O fechamento das portas de pequenos empreendimentos durante a crise provocada pelo coronavírus sensibilizou os consumidores, que passaram a optar por consumir mais dos negócios locais. Várias campanhas tomaram as redes para a conscientização dos clientes, além das iniciativas de grandes empresas para dar suporte aos empreendedores menores. A Pesquisa de Consumo de Ferramentas Digitais, produzida pelo Facebook em parceria com a Deloitte, reafirma essa mudança de comportamento: 73% dos consumidores pesquisados no Brasil relataram que começaram a comprar de novos pequenos negócios (do seu ou de outros bairros) desde o início da crise.
Dentre eles, pelo menos 48% indicam que foram motivados a comprar de negócios locais pela preocupação com a sobrevivência dos negócios e de suas próprias comunidades. "Isso é bastante relevante pois, pela primeira vez, mostra que as pessoas estão mudando seu comportamento também por cuidado com o próximo", afirma Denis Caldeira, diretor de Pequenas Empresas do Facebook na América Latina.

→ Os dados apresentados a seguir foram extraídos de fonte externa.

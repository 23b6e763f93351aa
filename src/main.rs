use anyhow::Result;
use clap::{Parser, Subcommand};
use is_terminal::IsTerminal;
use std::path::PathBuf;
use std::process::ExitCode;
use tracing_subscriber::EnvFilter;
use unconflict::areas::resolver::Resolver;
use unconflict::artifacts::conflict::ConflictMarkers;
use unconflict::artifacts::plan::{DEFAULT_PLAN_FILE, ResolutionPlan};
use unconflict::commands::resolve::ResolveOptions;

const LOG_ENV: &str = "UNCONFLICT_LOG";

#[derive(Parser)]
#[command(
    name = "unconflict",
    version = "0.1.0",
    author = "Sami Barbut-Dica",
    about = "Resolve merge conflict markers from a declarative plan",
    long_about = "This tool rewrites files containing merge conflict markers. \
    Each file listed in a resolution plan is resolved with the rules configured for it \
    and written back in place, or skipped with a reason when its markers are malformed \
    or a rule's pattern is missing.",
    help_template = r"
{name} {version} - {about}

USAGE:
    {usage}

OPTIONS:
    {all-args}
",
)]
struct Cli {
    #[arg(short, long, global = true, action = clap::ArgAction::Count, help = "Increase log verbosity")]
    verbose: u8,
    #[command(subcommand)]
    command: Commands,
}

#[derive(Subcommand)]
enum Commands {
    #[command(
        name = "resolve",
        about = "Resolve all files listed in a plan",
        long_about = "This command resolves every file of the plan in order and prints one line per file \
        followed by a summary. Files that fail are left untouched."
    )]
    Resolve {
        #[arg(short, long, default_value = DEFAULT_PLAN_FILE, help = "The resolution plan")]
        plan: PathBuf,
        #[arg(short = 'n', long, help = "Resolve in memory without writing files")]
        dry_run: bool,
        #[arg(short, long, help = "Keep a copy of each original as <file>.orig")]
        backup: bool,
    },
    #[command(
        name = "inspect",
        about = "List the conflict regions of files",
        long_about = "This command prints the conflict regions found in each file without modifying it."
    )]
    Inspect {
        #[arg(short, long, help = "Read conflict markers from this plan")]
        plan: Option<PathBuf>,
        #[arg(index = 1, required = true, help = "The files to inspect")]
        files: Vec<PathBuf>,
    },
}

fn init_tracing(verbose: u8) {
    let filter = EnvFilter::try_from_env(LOG_ENV).unwrap_or_else(|_| {
        EnvFilter::new(match verbose {
            0 => "warn",
            1 => "info",
            _ => "debug",
        })
    });

    tracing_subscriber::fmt()
        .with_env_filter(filter)
        .with_target(false)
        .without_time()
        .with_writer(std::io::stderr)
        .init();
}

fn main() -> Result<ExitCode> {
    let cli = Cli::parse();
    init_tracing(cli.verbose);

    if !std::io::stdout().is_terminal() {
        colored::control::set_override(false);
    }

    let failed = match &cli.command {
        Commands::Resolve {
            plan,
            dry_run,
            backup,
        } => {
            let plan = ResolutionPlan::load(plan)?;
            let resolver = Resolver::new(
                plan.root(),
                plan.markers.clone(),
                Box::new(std::io::stdout()),
            );
            let options = ResolveOptions::new(*dry_run, *backup || plan.backup);

            resolver.resolve_plan(&plan, options)?.has_failures()
        }
        Commands::Inspect { plan, files } => {
            let markers = match plan {
                Some(plan) => ResolutionPlan::load(plan)?.markers,
                None => ConflictMarkers::default(),
            };
            let pwd = std::env::current_dir()?;
            let resolver = Resolver::new(&pwd, markers, Box::new(std::io::stdout()));

            resolver.inspect(files)? > 0
        }
    };

    Ok(if failed {
        ExitCode::FAILURE
    } else {
        ExitCode::SUCCESS
    })
}
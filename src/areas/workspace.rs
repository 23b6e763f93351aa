use crate::errors::ResolveError;
use std::path::{Path, PathBuf};

const BACKUP_EXTENSION: &str = "orig";
const TEMP_SUFFIX: &str = "unconflict";

/// File access anchored at the plan's directory.
#[derive(Debug)]
pub struct Workspace {
    path: Box<Path>,
}

impl Workspace {
    pub fn new(path: Box<Path>) -> Self {
        Workspace { path }
    }

    /// Absolute paths are kept, relative ones are joined to the workspace root.
    pub fn locate(&self, file_path: &Path) -> PathBuf {
        self.path.join(file_path)
    }

    pub fn read_file(&self, file_path: &Path) -> Result<String, ResolveError> {
        let file_path = self.locate(file_path);

        std::fs::read_to_string(&file_path).map_err(|e| ResolveError::io(file_path, e))
    }

    /// Replaces the file in one step: the content goes to a sibling temporary
    /// file which is then renamed over the target.
    pub fn write_file(&self, file_path: &Path, content: &str) -> Result<(), ResolveError> {
        let target = self.locate(file_path);
        let temp = Self::temp_path(&target)?;

        let written = std::fs::write(&temp, content).and_then(|_| {
            let permissions = std::fs::metadata(&target)?.permissions();
            std::fs::set_permissions(&temp, permissions)?;
            std::fs::rename(&temp, &target)
        });

        if let Err(e) = written {
            let _ = std::fs::remove_file(&temp);
            return Err(ResolveError::io(target, e));
        }

        Ok(())
    }

    /// Copies the file to `<name>.orig` next to it and returns the copy's path.
    pub fn backup_file(&self, file_path: &Path) -> Result<PathBuf, ResolveError> {
        let source = self.locate(file_path);
        let mut backup = source.clone().into_os_string();
        backup.push(".");
        backup.push(BACKUP_EXTENSION);
        let backup = PathBuf::from(backup);

        std::fs::copy(&source, &backup).map_err(|e| ResolveError::io(&backup, e))?;

        Ok(backup)
    }

    fn temp_path(target: &Path) -> Result<PathBuf, ResolveError> {
        let file_name = target.file_name().ok_or_else(|| {
            ResolveError::io(
                target,
                std::io::Error::new(std::io::ErrorKind::InvalidInput, "path has no file name"),
            )
        })?;

        Ok(target.with_file_name(format!(
            ".{}.{TEMP_SUFFIX}",
            file_name.to_string_lossy()
        )))
    }
}
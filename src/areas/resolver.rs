use crate::areas::workspace::Workspace;
use crate::artifacts::conflict::ConflictMarkers;
use crate::artifacts::conflict::resolver::ConflictResolver;
use std::cell::{RefCell, RefMut};
use std::path::Path;

/// Drives resolution of plan entries against files under one root directory.
pub struct Resolver {
    workspace: Workspace,
    conflicts: ConflictResolver,
    writer: RefCell<Box<dyn std::io::Write>>,
}

impl Resolver {
    pub fn new(root: &Path, markers: ConflictMarkers, writer: Box<dyn std::io::Write>) -> Self {
        Resolver {
            workspace: Workspace::new(root.into()),
            conflicts: ConflictResolver::new(markers),
            writer: RefCell::new(writer),
        }
    }

    pub fn workspace(&self) -> &Workspace {
        &self.workspace
    }

    pub fn conflicts(&self) -> &ConflictResolver {
        &self.conflicts
    }

    pub fn writer(&'_ self) -> RefMut<'_, Box<dyn std::io::Write>> {
        self.writer.borrow_mut()
    }
}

Outro ponto destacado pelos entrevistados na pesquisa, divulgada com exclusividade pelo Estadão PME, é que 67% deles começaram a comprar de novas pequenas empresas porque elas ofereciam melhores ofertas ou um serviço mais rápido. Quanto ao futuro, a pesquisa aponta que 39% dos consumidores afirmam esperar gastar mais em pequenas empresas (de seu próprio bairro ou não).
As redes sociais abriram portas para os consumidores encontrarem esses pequenos negócios locais, como a floricultura de Nelson Simeão ou a alfaiataria de Odiney Pedroso. De acordo com o levantamento, 54% dos entrevistados que começaram a fazer compras em novas pequenas empresas relataram que as plataformas sociais, como Instagram (que pertence ao Facebook), os ajudaram a descobrir esses negócios.
"Os empresários precisam estar conscientes desta mudança gerada pela pandemia, até para que possam se planejar para o novo cenário. Uma forte presença online, com a digitalização dos negócios, mostrou-se a grande aliada neste processo, com as empresas encontrando novas maneiras para interagir com seus clientes e vender", diz Denis.